■ **GIVEN RECORDS**
BEGIN

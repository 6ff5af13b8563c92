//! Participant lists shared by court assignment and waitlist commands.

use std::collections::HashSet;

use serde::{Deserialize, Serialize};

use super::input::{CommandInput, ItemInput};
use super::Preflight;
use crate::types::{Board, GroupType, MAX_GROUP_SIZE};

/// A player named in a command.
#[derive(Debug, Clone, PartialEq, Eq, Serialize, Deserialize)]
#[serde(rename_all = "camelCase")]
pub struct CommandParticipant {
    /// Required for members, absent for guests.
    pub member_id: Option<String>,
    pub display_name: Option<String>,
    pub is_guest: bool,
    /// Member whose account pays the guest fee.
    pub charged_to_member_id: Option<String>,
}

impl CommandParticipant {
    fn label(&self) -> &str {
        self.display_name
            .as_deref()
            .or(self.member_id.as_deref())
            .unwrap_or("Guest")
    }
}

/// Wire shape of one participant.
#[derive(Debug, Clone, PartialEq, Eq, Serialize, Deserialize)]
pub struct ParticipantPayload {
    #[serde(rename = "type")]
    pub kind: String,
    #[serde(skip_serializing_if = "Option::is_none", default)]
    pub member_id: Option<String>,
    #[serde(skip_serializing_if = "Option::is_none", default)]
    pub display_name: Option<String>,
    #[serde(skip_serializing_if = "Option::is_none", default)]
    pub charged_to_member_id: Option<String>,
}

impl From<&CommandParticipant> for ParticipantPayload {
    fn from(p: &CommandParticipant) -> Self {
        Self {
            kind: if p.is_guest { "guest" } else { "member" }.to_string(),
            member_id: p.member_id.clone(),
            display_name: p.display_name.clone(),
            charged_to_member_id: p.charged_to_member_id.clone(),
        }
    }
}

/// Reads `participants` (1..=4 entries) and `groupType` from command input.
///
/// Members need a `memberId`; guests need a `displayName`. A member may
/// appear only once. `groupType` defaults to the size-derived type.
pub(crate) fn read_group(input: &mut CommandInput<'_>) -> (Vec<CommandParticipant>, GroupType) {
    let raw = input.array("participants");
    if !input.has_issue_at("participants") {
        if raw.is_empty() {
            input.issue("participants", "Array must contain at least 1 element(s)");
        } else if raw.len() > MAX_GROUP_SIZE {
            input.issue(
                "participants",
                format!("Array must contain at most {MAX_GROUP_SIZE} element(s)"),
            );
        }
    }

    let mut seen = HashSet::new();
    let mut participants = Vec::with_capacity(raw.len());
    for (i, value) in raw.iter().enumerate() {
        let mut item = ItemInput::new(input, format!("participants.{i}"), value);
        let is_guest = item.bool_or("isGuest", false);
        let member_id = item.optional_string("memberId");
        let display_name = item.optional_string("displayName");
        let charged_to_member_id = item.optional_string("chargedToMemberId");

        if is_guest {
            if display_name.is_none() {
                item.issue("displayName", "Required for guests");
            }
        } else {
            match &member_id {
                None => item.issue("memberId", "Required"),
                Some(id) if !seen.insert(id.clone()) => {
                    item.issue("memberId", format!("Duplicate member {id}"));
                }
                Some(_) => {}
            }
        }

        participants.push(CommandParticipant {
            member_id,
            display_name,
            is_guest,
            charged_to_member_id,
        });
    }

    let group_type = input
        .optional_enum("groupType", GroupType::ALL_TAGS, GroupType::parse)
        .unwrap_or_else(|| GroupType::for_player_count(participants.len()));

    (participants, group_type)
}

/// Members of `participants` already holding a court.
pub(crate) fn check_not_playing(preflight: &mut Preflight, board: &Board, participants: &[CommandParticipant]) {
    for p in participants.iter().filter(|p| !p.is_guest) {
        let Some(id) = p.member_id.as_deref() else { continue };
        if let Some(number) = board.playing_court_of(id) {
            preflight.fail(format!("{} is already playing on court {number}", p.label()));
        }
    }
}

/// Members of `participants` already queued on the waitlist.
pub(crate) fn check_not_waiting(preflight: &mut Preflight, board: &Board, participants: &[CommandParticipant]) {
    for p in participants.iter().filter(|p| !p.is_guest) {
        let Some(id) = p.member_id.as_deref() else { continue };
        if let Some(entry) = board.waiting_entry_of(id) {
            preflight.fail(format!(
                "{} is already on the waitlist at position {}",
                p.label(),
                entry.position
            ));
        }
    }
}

END
BEGIN

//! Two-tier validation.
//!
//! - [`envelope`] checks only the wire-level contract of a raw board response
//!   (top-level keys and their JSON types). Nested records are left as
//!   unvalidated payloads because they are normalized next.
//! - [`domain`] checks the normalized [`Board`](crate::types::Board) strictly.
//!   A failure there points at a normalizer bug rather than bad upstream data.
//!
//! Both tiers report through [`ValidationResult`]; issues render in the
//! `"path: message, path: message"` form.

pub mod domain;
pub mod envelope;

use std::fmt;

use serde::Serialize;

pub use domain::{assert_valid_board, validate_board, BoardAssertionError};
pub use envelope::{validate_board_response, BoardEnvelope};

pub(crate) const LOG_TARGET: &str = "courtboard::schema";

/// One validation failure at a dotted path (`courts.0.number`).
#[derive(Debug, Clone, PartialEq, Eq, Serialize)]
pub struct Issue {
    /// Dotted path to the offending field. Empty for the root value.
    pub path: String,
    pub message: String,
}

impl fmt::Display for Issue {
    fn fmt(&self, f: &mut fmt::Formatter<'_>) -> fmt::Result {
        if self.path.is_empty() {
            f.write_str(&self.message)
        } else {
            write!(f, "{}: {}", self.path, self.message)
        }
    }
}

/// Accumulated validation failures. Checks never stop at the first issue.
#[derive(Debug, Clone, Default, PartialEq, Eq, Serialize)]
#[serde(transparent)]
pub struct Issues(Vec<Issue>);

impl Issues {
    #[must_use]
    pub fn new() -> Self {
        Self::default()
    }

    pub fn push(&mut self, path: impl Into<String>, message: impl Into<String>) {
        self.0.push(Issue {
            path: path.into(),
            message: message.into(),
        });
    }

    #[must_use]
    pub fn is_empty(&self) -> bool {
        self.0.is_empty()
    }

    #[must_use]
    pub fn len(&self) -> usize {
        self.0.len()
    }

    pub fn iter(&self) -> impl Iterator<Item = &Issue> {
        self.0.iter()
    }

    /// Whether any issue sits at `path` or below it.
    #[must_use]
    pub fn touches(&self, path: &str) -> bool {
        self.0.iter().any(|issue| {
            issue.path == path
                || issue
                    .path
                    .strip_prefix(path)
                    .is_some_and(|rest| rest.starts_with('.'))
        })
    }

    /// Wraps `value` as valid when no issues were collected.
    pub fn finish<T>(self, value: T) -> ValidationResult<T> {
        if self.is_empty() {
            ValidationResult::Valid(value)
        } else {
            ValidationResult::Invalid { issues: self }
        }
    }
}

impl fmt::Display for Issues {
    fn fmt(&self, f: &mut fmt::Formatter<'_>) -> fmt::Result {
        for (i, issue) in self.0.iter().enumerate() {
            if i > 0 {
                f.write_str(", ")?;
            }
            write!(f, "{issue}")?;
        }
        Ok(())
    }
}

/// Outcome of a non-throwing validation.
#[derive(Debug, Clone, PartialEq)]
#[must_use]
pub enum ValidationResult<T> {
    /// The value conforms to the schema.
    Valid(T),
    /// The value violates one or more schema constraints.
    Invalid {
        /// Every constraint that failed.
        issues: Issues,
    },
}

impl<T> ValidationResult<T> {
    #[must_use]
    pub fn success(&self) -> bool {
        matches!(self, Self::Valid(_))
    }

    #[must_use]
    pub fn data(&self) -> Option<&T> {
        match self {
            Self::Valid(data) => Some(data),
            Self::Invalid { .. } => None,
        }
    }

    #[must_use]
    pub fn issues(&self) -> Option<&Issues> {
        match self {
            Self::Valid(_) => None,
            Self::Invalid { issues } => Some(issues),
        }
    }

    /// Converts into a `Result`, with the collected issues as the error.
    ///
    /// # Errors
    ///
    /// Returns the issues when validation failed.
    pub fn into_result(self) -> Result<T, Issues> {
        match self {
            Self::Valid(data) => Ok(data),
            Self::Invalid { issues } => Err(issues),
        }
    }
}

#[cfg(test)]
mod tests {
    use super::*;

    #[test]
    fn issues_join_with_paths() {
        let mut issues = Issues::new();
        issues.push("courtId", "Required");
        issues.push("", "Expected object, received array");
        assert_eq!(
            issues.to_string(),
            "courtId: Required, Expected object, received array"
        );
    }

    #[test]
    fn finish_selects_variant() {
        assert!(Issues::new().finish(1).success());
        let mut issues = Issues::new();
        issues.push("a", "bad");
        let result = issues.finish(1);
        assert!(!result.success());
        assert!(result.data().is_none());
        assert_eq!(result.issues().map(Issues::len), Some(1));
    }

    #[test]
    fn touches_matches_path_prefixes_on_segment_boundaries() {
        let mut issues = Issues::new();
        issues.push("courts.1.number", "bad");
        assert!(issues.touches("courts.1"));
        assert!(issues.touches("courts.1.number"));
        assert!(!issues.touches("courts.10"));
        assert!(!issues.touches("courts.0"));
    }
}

END

■ **ACTION ITEM**
Wherever the string "kind" shows up in the material, copy the line that holds it.

■ **SOLUTION FOR THIS PROBLEM**
    pub kind: String,
            kind: if p.is_guest { "guest" } else { "member" }.to_string(),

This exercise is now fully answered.